▸ BRIEF
The response must be made up of the lines in the entries below that contain "word".

▸ SUPPLIED DATA
/---

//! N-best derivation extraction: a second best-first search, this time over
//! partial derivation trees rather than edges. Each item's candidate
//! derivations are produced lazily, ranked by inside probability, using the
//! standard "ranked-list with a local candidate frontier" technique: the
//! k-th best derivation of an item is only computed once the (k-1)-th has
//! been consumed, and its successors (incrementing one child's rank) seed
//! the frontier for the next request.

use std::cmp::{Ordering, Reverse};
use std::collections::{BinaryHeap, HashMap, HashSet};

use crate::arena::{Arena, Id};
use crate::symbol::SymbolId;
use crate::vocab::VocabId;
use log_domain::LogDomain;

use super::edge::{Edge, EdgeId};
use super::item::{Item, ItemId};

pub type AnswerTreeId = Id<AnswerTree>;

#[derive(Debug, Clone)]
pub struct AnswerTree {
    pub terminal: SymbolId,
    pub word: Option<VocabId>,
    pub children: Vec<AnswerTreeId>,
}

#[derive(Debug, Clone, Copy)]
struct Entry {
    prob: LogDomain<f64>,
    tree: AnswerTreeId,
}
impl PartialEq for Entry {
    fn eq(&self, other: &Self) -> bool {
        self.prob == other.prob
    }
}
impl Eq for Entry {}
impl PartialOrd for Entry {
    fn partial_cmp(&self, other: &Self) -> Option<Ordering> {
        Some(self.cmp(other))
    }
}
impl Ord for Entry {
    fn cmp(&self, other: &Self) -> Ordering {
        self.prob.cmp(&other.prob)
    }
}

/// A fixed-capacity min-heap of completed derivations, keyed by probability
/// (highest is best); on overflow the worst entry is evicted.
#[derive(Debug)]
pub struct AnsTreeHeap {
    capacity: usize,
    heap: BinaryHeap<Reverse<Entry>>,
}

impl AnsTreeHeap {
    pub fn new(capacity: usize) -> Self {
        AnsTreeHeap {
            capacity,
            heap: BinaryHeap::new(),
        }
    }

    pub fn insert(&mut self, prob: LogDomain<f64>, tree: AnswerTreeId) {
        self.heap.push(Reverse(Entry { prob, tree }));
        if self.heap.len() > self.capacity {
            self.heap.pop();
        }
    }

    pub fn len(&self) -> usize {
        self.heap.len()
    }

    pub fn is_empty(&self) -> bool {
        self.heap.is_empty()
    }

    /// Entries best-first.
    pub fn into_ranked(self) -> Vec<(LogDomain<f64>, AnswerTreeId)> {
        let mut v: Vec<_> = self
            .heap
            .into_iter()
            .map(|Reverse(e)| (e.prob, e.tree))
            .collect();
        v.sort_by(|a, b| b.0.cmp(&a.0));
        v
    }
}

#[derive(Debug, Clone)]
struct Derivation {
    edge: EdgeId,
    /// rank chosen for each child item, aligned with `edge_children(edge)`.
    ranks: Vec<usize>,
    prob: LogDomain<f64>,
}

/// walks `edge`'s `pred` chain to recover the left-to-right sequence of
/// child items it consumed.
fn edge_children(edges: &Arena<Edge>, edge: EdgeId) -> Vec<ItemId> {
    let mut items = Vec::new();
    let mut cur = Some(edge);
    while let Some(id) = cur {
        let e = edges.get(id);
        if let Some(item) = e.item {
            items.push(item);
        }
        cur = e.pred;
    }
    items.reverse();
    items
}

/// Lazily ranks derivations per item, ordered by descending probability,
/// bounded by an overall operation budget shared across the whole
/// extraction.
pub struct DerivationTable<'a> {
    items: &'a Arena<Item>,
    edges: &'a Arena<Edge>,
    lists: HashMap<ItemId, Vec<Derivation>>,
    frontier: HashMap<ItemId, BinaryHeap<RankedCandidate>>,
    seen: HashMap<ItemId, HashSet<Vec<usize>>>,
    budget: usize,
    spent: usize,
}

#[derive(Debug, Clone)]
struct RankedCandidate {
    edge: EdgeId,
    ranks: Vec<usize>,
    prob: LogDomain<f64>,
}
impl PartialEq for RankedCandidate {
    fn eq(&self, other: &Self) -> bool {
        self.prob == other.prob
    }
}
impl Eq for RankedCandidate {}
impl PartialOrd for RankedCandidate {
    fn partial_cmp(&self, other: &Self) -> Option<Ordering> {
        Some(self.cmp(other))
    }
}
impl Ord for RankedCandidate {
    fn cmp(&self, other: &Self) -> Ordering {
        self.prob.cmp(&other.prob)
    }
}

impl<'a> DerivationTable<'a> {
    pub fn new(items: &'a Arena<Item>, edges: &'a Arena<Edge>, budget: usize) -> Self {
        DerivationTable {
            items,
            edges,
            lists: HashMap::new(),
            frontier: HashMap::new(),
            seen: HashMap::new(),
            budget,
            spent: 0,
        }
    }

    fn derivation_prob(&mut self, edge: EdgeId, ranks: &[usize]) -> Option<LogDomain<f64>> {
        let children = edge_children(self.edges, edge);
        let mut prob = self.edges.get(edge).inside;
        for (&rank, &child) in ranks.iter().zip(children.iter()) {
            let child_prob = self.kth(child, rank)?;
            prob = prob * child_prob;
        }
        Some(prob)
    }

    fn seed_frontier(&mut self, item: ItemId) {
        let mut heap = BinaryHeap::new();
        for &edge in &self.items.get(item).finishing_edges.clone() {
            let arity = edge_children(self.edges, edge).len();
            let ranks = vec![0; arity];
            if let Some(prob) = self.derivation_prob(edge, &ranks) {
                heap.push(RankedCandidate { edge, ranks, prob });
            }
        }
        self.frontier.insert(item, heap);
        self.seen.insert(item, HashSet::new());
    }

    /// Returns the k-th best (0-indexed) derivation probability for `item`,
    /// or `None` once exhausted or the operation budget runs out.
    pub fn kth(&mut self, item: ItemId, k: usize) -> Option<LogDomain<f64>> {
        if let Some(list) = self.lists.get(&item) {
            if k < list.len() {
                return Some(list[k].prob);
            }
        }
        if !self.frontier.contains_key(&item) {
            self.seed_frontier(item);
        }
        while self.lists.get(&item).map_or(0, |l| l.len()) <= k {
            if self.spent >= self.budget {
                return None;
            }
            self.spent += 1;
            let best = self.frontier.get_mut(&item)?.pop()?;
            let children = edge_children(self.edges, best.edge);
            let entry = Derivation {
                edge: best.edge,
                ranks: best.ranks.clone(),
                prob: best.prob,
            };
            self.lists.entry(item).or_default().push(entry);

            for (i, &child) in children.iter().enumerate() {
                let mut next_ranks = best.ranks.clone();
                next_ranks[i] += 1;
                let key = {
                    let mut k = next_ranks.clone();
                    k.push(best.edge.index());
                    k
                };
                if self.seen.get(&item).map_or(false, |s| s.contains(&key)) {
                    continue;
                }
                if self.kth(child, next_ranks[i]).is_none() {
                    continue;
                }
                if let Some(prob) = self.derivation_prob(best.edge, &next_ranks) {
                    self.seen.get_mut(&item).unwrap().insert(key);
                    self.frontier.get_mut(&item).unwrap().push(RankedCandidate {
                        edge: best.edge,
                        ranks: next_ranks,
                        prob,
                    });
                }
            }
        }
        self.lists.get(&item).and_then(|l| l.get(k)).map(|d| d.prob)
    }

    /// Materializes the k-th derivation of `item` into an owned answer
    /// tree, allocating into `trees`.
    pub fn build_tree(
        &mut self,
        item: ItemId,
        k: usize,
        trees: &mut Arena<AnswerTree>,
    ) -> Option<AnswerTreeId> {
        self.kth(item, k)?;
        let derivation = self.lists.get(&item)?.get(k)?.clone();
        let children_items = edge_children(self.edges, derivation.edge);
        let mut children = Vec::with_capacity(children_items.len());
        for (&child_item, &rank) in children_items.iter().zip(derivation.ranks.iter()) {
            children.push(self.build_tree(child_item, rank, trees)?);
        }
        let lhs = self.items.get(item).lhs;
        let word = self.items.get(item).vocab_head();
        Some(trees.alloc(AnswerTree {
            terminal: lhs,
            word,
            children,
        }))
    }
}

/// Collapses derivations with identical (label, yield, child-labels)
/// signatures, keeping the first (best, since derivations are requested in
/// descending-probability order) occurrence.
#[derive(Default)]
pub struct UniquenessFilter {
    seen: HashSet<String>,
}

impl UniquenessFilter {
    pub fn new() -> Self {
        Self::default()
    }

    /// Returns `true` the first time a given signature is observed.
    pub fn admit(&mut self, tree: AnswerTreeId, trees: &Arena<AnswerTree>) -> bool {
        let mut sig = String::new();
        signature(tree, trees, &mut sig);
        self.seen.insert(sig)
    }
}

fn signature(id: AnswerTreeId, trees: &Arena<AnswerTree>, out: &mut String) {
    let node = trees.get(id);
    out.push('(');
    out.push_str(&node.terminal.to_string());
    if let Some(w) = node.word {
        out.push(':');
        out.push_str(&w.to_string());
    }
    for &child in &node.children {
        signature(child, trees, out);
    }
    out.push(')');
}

\---

▸ COMPLETED EXERCISE
    pub word: Option<VocabId>,
        let word = self.items.get(item).vocab_head();
            word,
    if let Some(w) = node.word {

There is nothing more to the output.